Figure 3.

Extracellular vesicles (EVs)-containing supernatants of HUVECs after CTG and USMB treatments measured using flow cytometry. EVs were captured by anti-CD9 and anti-CD63 beads in the supernatants of CTG-stained HUVEC followed by USMB treatment. These EVs were stained with anti-CD9 and anti-CD63 detection antibodies. The MFI of CD9 and CD63 levels in untreated and USMB treated samples (0.6, 0.7 and 0.8 MPa) were quantified using flow cytometry (A,B). These captured CD9 EVs and CD63 EVs carried CTG (A,B). Samples were measured in triplicate and these were data from two independent experiments. The same samples were measured using a micro flow cytometer.

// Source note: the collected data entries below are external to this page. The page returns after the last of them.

//! 日志初始化
//!
//! 基于 tracing-subscriber 构建日志管道：EnvFilter 过滤 + JSON / pretty 两种输出格式。

use anyhow::Result;
use tracing_subscriber::{
    EnvFilter, Layer,
    fmt::{self, format::FmtSpan},
    layer::SubscriberExt,
    util::SubscriberInitExt,
};

use super::ObservabilityConfig;

/// 构建环境过滤器
///
/// RUST_LOG 优先，其次是配置中的 log_level，两者都无效时回退到 info。
pub fn build_env_filter(config: &ObservabilityConfig) -> EnvFilter {
    EnvFilter::try_from_default_env()
        .or_else(|_| EnvFilter::try_new(&config.log_level))
        .unwrap_or_else(|_| EnvFilter::new("info"))
}

/// 初始化全局日志订阅者
///
/// 重复初始化会返回错误，测试中应使用 `try_init` 的结果而不是 unwrap。
pub fn init(config: &ObservabilityConfig) -> Result<()> {
    let env_filter = build_env_filter(config);

    let fmt_layer = if config.json_logs() {
        fmt::layer()
            .json()
            .with_span_events(FmtSpan::CLOSE)
            .with_target(true)
            .with_thread_ids(true)
            .boxed()
    } else {
        fmt::layer()
            .with_target(true)
            .with_thread_ids(false)
            .with_ansi(true)
            .boxed()
    };

    tracing_subscriber::registry()
        .with(env_filter)
        .with(fmt_layer)
        .try_init()?;

    Ok(())
}
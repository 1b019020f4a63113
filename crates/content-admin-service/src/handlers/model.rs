//! 内容模型 API 处理器

use axum::{
    Json,
    extract::{Path, State},
};
use content_catalog::{ModelAttributeValueRef, ModelDetail};
use tracing::info;
use validator::Validate;

use crate::{
    dto::{ApiResponse, CreateModelRequest, DeletedResponse, UpdateModelRequest},
    error::AdminError,
    state::AppState,
};

/// 创建内容模型
///
/// POST /api/admin/content-models
pub async fn create_model(
    State(state): State<AppState>,
    Json(req): Json<CreateModelRequest>,
) -> Result<Json<ApiResponse<ModelDetail>>, AdminError> {
    req.validate()?;

    let model = state.catalog.create_model(req.into()).await?;
    info!(model_id = model.id, name = %model.name, "Content model created");

    let detail = state.catalog.get_model(model.id).await?;
    Ok(Json(ApiResponse::success(detail)))
}

/// 获取内容模型列表（联合视图）
///
/// GET /api/admin/content-models
pub async fn list_models(
    State(state): State<AppState>,
) -> Result<Json<ApiResponse<Vec<ModelDetail>>>, AdminError> {
    Ok(Json(ApiResponse::success(state.catalog.list_models().await)))
}

/// 获取内容模型详情
///
/// GET /api/admin/content-models/{id}
pub async fn get_model(
    State(state): State<AppState>,
    Path(id): Path<i64>,
) -> Result<Json<ApiResponse<ModelDetail>>, AdminError> {
    let detail = state.catalog.get_model(id).await?;
    Ok(Json(ApiResponse::success(detail)))
}

/// 更新内容模型
///
/// PUT /api/admin/content-models/{id}
pub async fn update_model(
    State(state): State<AppState>,
    Path(id): Path<i64>,
    Json(req): Json<UpdateModelRequest>,
) -> Result<Json<ApiResponse<ModelDetail>>, AdminError> {
    req.validate()?;

    state.catalog.update_model(id, req.into()).await?;
    info!(model_id = id, "Content model updated");

    let detail = state.catalog.get_model(id).await?;
    Ok(Json(ApiResponse::success(detail)))
}

/// 删除内容模型
///
/// DELETE /api/admin/content-models/{id}
///
/// 绑定该模型的分类解除绑定
pub async fn delete_model(
    State(state): State<AppState>,
    Path(id): Path<i64>,
) -> Result<Json<ApiResponse<DeletedResponse>>, AdminError> {
    state.catalog.delete_model(id).await?;

    info!(model_id = id, "Content model deleted");
    Ok(Json(ApiResponse::success(DeletedResponse::new(id))))
}

/// 模型绑定的属性 id
///
/// GET /api/admin/content-models/{id}/attributes
pub async fn get_model_attributes(
    State(state): State<AppState>,
    Path(id): Path<i64>,
) -> Result<Json<ApiResponse<Vec<i64>>>, AdminError> {
    let ids = state.catalog.get_model_attributes(id).await?;
    Ok(Json(ApiResponse::success(ids)))
}

/// 模型允许的属性值
///
/// GET /api/admin/content-models/{id}/attribute-values
pub async fn get_model_attribute_values(
    State(state): State<AppState>,
    Path(id): Path<i64>,
) -> Result<Json<ApiResponse<Vec<ModelAttributeValueRef>>>, AdminError> {
    let refs = state.catalog.get_model_attribute_values(id).await?;
    Ok(Json(ApiResponse::success(refs)))
}
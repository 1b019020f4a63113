//! 内容目录
//!
//! 动态属性内容目录的领域核心。
//!
//! ## 核心功能
//!
//! - **属性表**：可复用的单选 / 多选属性及其有序属性值
//! - **内容模型**：从属性表中挑选属性和属性值组成的可复用方案
//! - **分类树**：层级分类，节点可绑定内容模型，支持移动与同级排序
//! - **属性值绑定**：内容项按所在分类的模型选择属性值，并随模型、分类变化保持一致
//!
//! ## 模块结构
//!
//! - `models`: 领域模型定义
//! - `error`: 错误类型定义
//! - `selection`: 模型属性选择状态机
//! - `tree`: 分类树算法
//! - `catalog`: 目录聚合（同步、纯内存）
//! - `repository`: 仓储层（PostgreSQL / 内存）
//! - `service`: 服务层（并发控制与持久化）

pub mod catalog;
pub mod error;
pub mod models;
pub mod repository;
pub mod selection;
pub mod service;
pub mod tree;

pub use catalog::{Catalog, CatalogChange, CatalogSnapshot, dto};
pub use error::{CatalogError, Result};
pub use models::*;
pub use repository::{CatalogRepositoryTrait, MemoryCatalogRepository, PgCatalogRepository};
pub use selection::ModelSelection;
pub use service::CatalogService;
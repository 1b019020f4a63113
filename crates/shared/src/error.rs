//! 基础设施错误模块
//!
//! 数据库连接、配置加载等基础设施层的错误，业务错误由各服务自行定义。

use thiserror::Error;

/// 基础设施错误类型
#[derive(Debug, Error)]
pub enum InfraError {
    #[error("数据库错误: {0}")]
    Database(#[from] sqlx::Error),

    #[error("数据库迁移失败: {0}")]
    Migration(#[from] sqlx::migrate::MigrateError),

    #[error("配置错误: {0}")]
    Config(#[from] config::ConfigError),

    #[error("内部错误: {0}")]
    Internal(String),
}

/// 错误结果类型别名
pub type Result<T> = std::result::Result<T, InfraError>;

impl InfraError {
    /// 获取错误码
    pub fn code(&self) -> &'static str {
        match self {
            Self::Database(_) => "DATABASE_ERROR",
            Self::Migration(_) => "MIGRATION_ERROR",
            Self::Config(_) => "CONFIG_ERROR",
            Self::Internal(_) => "INTERNAL_ERROR",
        }
    }

    /// 是否为可重试错误
    pub fn is_retryable(&self) -> bool {
        matches!(self, Self::Database(_))
    }
}

#[cfg(test)]
mod tests {
    use super::*;

    #[test]
    fn test_error_code() {
        let err = InfraError::Internal("boom".to_string());
        assert_eq!(err.code(), "INTERNAL_ERROR");
        assert!(err.to_string().contains("boom"));
    }

    #[test]
    fn test_is_retryable() {
        let db_err = InfraError::Database(sqlx::Error::PoolTimedOut);
        assert!(db_err.is_retryable());
        assert_eq!(db_err.code(), "DATABASE_ERROR");

        let cfg_err = InfraError::Config(config::ConfigError::Message("bad".into()));
        assert!(!cfg_err.is_retryable());
    }
}
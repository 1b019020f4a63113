//! 内容目录领域模型
//!
//! 包含属性、内容模型、分类与内容项的实体定义

pub mod attribute;
pub mod category;
pub mod content;
pub mod content_model;
pub mod enums;

// 重新导出常用类型
pub use attribute::{Attribute, AttributeValue};
pub use category::{Category, CategoryNode};
pub use content::{AttributeSelection, ContentItem, SelectionSet};
pub use content_model::{
    ContentModel, ModelAttributeBinding, ModelAttributeValueRef, ModelAttributeView, ModelDetail,
    ModelSummary, ModelValueView,
};
pub use enums::Cardinality;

Anti-CD9 and -CD63 were used to detect EVs bearing CD9 and CD63 antigens present in the cell supernatants (C). Total EVs carrying CTG and EVs exposing CD9 or CD63 which carried CTG were also quantified in the same samples (C). Results are reported in EVs per mL sample. These were data from two independent experiments. As controls, EVs without CTG were used and all results presented have been corrected from these controls (A–C). Statistical analysis was performed using one-way ANOVA followed by Tukey’s test. The p value < 0.05 was considered significant (*).